● **INPUT**

<<<<

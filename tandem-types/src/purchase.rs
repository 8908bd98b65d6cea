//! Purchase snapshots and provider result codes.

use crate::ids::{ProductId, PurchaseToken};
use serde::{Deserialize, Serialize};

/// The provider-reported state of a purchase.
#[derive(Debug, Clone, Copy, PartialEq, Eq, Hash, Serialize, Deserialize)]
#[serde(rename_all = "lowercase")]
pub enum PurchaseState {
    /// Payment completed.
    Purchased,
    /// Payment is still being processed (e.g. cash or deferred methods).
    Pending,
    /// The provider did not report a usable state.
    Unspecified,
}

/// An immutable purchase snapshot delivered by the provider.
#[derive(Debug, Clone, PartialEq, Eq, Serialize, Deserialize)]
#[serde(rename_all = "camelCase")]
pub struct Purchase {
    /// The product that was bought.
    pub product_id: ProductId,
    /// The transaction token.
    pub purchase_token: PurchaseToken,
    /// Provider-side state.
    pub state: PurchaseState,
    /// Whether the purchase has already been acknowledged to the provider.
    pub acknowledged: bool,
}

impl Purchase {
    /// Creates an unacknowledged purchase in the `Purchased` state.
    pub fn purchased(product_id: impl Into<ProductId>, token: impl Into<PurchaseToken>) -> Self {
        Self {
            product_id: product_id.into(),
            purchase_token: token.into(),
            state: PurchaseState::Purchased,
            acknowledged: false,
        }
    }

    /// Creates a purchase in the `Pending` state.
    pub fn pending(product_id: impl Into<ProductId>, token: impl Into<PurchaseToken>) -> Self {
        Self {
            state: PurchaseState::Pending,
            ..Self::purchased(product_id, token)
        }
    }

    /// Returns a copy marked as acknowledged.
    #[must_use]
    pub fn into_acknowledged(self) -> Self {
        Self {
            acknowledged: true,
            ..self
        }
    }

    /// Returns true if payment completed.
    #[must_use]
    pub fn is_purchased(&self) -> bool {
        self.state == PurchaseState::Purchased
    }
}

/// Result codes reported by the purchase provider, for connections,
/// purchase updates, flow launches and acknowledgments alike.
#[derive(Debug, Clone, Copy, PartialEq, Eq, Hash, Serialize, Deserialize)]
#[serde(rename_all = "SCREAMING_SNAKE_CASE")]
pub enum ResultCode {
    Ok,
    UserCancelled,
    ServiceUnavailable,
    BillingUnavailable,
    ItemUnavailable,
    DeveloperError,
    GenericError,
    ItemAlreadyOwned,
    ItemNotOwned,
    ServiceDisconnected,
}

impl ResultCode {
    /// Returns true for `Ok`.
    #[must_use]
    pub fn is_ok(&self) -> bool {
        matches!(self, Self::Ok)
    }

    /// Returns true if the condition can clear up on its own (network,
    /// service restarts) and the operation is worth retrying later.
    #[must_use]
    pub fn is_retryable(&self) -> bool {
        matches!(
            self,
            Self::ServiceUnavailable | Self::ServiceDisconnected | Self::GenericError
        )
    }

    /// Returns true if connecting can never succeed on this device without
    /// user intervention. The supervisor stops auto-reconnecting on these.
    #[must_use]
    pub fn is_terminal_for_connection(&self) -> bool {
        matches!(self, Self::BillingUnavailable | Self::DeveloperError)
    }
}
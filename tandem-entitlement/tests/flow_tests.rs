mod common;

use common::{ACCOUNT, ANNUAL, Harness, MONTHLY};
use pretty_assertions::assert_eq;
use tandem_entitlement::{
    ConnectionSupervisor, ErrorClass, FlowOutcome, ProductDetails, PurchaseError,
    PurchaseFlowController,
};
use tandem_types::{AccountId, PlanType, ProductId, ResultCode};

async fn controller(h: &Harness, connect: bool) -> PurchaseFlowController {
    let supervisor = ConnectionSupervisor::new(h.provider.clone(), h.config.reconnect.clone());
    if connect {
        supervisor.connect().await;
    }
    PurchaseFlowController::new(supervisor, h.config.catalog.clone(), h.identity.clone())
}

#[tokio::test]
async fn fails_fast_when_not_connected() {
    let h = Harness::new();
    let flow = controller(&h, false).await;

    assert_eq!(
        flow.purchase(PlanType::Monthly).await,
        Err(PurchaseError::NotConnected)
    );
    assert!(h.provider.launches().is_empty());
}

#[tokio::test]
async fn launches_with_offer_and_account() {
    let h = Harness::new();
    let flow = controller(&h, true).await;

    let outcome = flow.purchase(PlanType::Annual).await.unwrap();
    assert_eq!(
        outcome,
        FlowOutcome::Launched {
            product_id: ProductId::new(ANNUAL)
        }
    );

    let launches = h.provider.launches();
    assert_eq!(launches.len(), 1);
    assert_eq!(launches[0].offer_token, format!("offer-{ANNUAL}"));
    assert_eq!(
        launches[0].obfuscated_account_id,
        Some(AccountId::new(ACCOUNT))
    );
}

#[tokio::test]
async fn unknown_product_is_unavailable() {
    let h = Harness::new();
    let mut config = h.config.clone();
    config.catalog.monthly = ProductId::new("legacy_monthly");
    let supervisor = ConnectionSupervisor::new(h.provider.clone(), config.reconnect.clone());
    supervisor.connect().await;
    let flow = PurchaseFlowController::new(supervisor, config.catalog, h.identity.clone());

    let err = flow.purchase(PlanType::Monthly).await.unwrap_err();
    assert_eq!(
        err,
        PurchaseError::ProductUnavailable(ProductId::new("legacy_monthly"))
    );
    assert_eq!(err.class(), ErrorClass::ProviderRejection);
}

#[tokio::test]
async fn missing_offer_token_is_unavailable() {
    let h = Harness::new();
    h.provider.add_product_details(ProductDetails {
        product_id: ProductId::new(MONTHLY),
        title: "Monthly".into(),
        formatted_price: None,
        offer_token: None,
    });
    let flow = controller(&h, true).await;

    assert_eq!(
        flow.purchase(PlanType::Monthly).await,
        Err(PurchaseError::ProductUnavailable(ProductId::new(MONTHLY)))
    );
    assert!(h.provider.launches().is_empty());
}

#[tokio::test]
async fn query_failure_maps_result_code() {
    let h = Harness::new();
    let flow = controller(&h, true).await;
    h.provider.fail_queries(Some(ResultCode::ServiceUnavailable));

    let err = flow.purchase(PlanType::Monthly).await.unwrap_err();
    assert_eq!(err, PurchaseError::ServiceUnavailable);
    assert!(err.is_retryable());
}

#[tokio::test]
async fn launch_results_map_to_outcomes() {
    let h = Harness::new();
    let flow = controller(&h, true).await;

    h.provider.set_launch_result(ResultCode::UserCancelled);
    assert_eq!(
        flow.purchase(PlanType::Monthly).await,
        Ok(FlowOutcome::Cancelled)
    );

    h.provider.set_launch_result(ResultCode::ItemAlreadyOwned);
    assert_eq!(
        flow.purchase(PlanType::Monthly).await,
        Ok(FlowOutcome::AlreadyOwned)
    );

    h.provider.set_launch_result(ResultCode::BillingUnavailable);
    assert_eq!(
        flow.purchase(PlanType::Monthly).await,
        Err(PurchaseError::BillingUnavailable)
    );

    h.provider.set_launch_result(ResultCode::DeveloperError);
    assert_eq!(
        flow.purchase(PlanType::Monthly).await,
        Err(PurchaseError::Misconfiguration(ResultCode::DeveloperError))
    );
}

>>>>

● **EXERCISE AIM**
Going through the entries above, tally each line that has the word "Deserialize". Answer with the number only.

● **OUTPUT**
4